Grandfather Rainier

Well, good morning to you all. Yesterday, Ryan and I drove down to Federal Way (a smaller city about a half hour south of us) to look at a vehicle. (We are vehicle hunting.) Not surprisingly, it was a complete disaster. We got lost. The person we talked to on the phone neglected to mention that the vehicle had been totaled in a car crash, and although we doubled checked to make sure it was 4 wheel drive, it miraculously was 2 wheel drive when we got there. It was mostly a wasted, frustrating trip, except for one thing.

The mountain was out.
This expression means very little to all of you; however, here in Seattle, it is an expression of the myth-like presence Mt. Rainier has in this city. It does rain quite regularly here, so it is often cloudy. On these days, you would never know that one of the most incredible sights I have ever seen is contained in those clouds. When Ryan and I first arrived in Seattle, it was days before the mountain was out. But the wait was well worth that first sighting.

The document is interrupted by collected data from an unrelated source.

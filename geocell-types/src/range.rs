use serde::{Deserialize, Serialize};

/// Southernmost encodable latitude (EPSG:900913 / EPSG:3785 limit).
pub const LAT_MIN: f64 = -85.05112878;
/// Northernmost encodable latitude. The poles cannot be encoded.
pub const LAT_MAX: f64 = 85.05112878;
/// Westernmost encodable longitude.
pub const LON_MIN: f64 = -180.0;
/// Easternmost encodable longitude.
pub const LON_MAX: f64 = 180.0;

/// Largest step a code can carry: 32 bits per lane, 64 bits in total.
pub const MAX_STEP: u16 = 32;

/// Step used for WGS84-scale hashes (52 significant bits).
pub const MAX_RECOMMENDED_STEP: u16 = 26;

/// An inclusive scalar interval, used once per axis.
///
/// A range is only usable when `max > min` and both ends are finite. The
/// all-zero range is what an unset range looks like and is never valid.
///
/// # Examples
///
/// ```
/// use geocell_types::CoordRange;
///
/// let lon = CoordRange::WGS84_LONGITUDE;
/// assert_eq!(lon.span(), 360.0);
/// assert!(lon.contains(-74.0060));
/// assert!(!CoordRange::default().is_valid());
/// ```
#[derive(Debug, Clone, Copy, PartialEq, Default, Serialize, Deserialize)]
pub struct CoordRange {
    pub min: f64,
    pub max: f64,
}

impl CoordRange {
    /// The fixed latitude domain.
    pub const WGS84_LATITUDE: CoordRange = CoordRange::new(LAT_MIN, LAT_MAX);

    /// The fixed longitude domain.
    pub const WGS84_LONGITUDE: CoordRange = CoordRange::new(LON_MIN, LON_MAX);

    pub const fn new(min: f64, max: f64) -> Self {
        Self { min, max }
    }

    /// Distance between the two bounds.
    pub fn span(&self) -> f64 {
        self.max - self.min
    }

    /// Midpoint of the interval.
    pub fn midpoint(&self) -> f64 {
        (self.min + self.max) / 2.0
    }

    /// True when both ends are zero, i.e. the range was never set.
    pub fn is_zero(&self) -> bool {
        self.min == 0.0 && self.max == 0.0
    }

    /// True when the range can be used for encoding or decoding.
    pub fn is_valid(&self) -> bool {
        self.min.is_finite() && self.max.is_finite() && self.max > self.min
    }

    /// Inclusive containment. NaN is never contained.
    pub fn contains(&self, value: f64) -> bool {
        value >= self.min && value <= self.max
    }
}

On the way to Federal Way, you get a more full glimpse at Mt. Rainier than you do anywhere in Seattle. Yesterday’s light was somewhat eerie in nature. There were the light yellow hues, the bluish purples, the ever-so-subtle rose colors. It was one of those days that many people don’t like. It was not bright and sunny with blue skies. It was subtle… it was a day where people like me shoot themselves in their foot because I managed to leave my camera at home.
However, this really wouldn’t have made a difference. We were on 1-5, and my days of begging Ryan to pull over on the highway ended with our road trip; so instead of wallowing in my inability to capture this breath-taking sight with my camera lens, I began to ingrain it in my mind so that I may paint the picture for you with words.
It wasn’t just the eerie colors that made the sight so spectacular–it was the full view we were able to have. For the first time, I began to see Mt. Rainier as the grandfather it is. The huge massive mountain jets out of no where. It’s presence is commanding. The clouds created slight shadows along his face, further causing the emotion of mysteriousness to be evoked from me. Grandfather Rainier was covered in white wisdom. All around Rainier, were little foot-mountains. You could see the resemblance, and immediately, I knew that these were his grandchildren. Suddenly the sight had great meaning. Grandfather Rainier was sitting down today with his grandchildren. You could see where he had sprinkled some of his white wisdom on top of them. You could tell they were his because of their shared resemblance of cragginess.  The grandfather is clearly more refined, softened by his years in nature, but his statue makes up for the loss of any rough edges. The grandchildren listen attentively in awe of their grandfather, hoping they will learn the secrets of becoming a massive, mysterious, mythical mountain. Grandfather Rainier seems to have this incredible ability to reveal some of himself, yet to remain a complete mystery. He has this tension of showing his blue, rough edges, but hiding in the clouds so often. And even when the Grandfather is out, clouds still keep him from being revealed fully, and the white wisdom hides some of his scars. I think the grandchildren can see even more of him than I can because they are doing what is good. They are sitting at his feet.
Today, I dropped Ryan off at a friends house so they can head up to the mountain to snowboard. It was sunrise as we drove, but by the time I reached the top of Queen Anne Hill, the light had changed, and the mountains had lost some of their distinctness. Unfortunately, I missed the perfect moment to capture the shoot for the second day in a row. I started thinking about Grandfather Rainier on my way home, and it being Sunday, I started thinking spiritually (ha,ha).
Often times, I think God is like Grandfather Rainier. Sometimes we can see him clearly, and it’s breathtaking. In fact, these moments seem to redefine our whole existence; yet most of the time, He seems to be somewhere in the clouds. And amazingly enough, when he’s in the clouds, I often forget He’s out there at all. And when I do see Him, He has this incredible tension of revealing Himself and remaining so mysterious. I could be frustrated by this, and I often am, but I could also take the time to simply sit, in the foot-mountains, and be His child, looking at Him with awe and begging for some white wisdom to fall on me. I could do what is good and worship at His feet. 
This morning Mt. Rainier reminded me that I need to be looking for God in my world and in my days. As I drove on the over pass going over 1-5 on my way home, I got frustrated by the car beside me because they ruined my opportunity to get another glimpse at the Mountain. I looked around and tilted my head, like a child does at some wondrous event when they are too small to see the grandiose behavior going on. And I thought: Will I even go through that much trouble to see God in my day today?